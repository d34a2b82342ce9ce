//! Read-only event views

use axum::{
    Json, Router,
    extract::{Path, Query, State},
    routing::get,
};
use chrono::{DateTime, Utc};
use eventcal_core::{Event, EventId, EventStatus, ManageStatus, Page, UserId};
use serde::Serialize;

use crate::routes::AppError;
use crate::session::SessionUser;
use crate::state::{AppState, Registry};

pub fn router() -> Router<AppState> {
    Router::new()
        .route("/events/{id}", get(show_event))
        .route("/events/{id}/participants", get(list_participants))
        .route("/calendar", get(personal_calendar))
}

/// Event as shown on its page
#[derive(Serialize)]
pub struct EventView {
    pub id: EventId,
    pub title: String,
    pub status: EventStatus,
    pub start: DateTime<Utc>,
    pub end: Option<DateTime<Utc>>,
    pub region: String,
    pub event_type: String,
    pub spots: u32,
    pub participants: u64,
    pub is_full: bool,
    pub participating: bool,
    pub can_manage: ManageStatus,
}

#[derive(Serialize)]
pub struct ParticipantView {
    pub id: UserId,
    pub name: String,
}

/// Short form used in calendar listings
#[derive(Serialize)]
pub struct EventSummary {
    pub id: EventId,
    pub title: String,
    pub start: DateTime<Utc>,
    pub end: Option<DateTime<Utc>>,
    pub region: String,
    pub event_type: String,
}

impl EventSummary {
    fn new(registry: &Registry, event: &Event) -> Self {
        EventSummary {
            id: event.id,
            title: event.title.clone(),
            start: event.start,
            end: event.end,
            region: registry.region_label(event),
            event_type: registry.type_label(event),
        }
    }
}

fn load_event(registry: &Registry, id: EventId) -> Result<Event, AppError> {
    registry
        .find_event(id)?
        .ok_or_else(|| AppError::not_found(format!("Event not found: {id}")))
}

/// GET /events/:id - Event details for the acting user
async fn show_event(
    State(state): State<AppState>,
    SessionUser(user): SessionUser,
    Path(id): Path<EventId>,
) -> Result<Json<EventView>, AppError> {
    let registry = state.registry()?;
    let event = load_event(&registry, id)?;

    let participating = user
        .as_ref()
        .is_some_and(|u| registry.is_participating(&event, u));

    Ok(Json(EventView {
        id: event.id,
        title: event.title.clone(),
        status: event.status,
        start: event.start,
        end: event.end,
        region: registry.region_label(&event),
        event_type: registry.type_label(&event),
        spots: event.spots,
        participants: registry.participant_count(&event)?,
        is_full: registry.is_full(&event)?,
        participating,
        can_manage: registry.can_manage(&event, user.as_ref()),
    }))
}

/// GET /events/:id/participants - Users who added the event to their calendar
async fn list_participants(
    State(state): State<AppState>,
    Path(id): Path<EventId>,
    Query(page): Query<Page>,
) -> Result<Json<Vec<ParticipantView>>, AppError> {
    let registry = state.registry()?;
    let event = load_event(&registry, id)?;

    let participants = registry
        .participants(&event, page)?
        .into_iter()
        .map(|u| ParticipantView {
            id: u.id,
            name: u.name,
        })
        .collect();

    Ok(Json(participants))
}

/// GET /calendar - The acting user's personal calendar
async fn personal_calendar(
    State(state): State<AppState>,
    SessionUser(user): SessionUser,
) -> Result<Json<Vec<EventSummary>>, AppError> {
    let user = user.ok_or_else(AppError::unauthorized)?;
    let registry = state.registry()?;

    let events = registry
        .personal_calendar(&user)?
        .iter()
        .map(|e| EventSummary::new(&registry, e))
        .collect();

    Ok(Json(events))
}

- _WHAT IS EXPECTED_
Scan the data above for the word "ManageStatus". Copy every line in which it is found.

- _TASK RESULT_
use eventcal_core::{Event, EventId, EventStatus, ManageStatus, Page, UserId};
    pub can_manage: ManageStatus,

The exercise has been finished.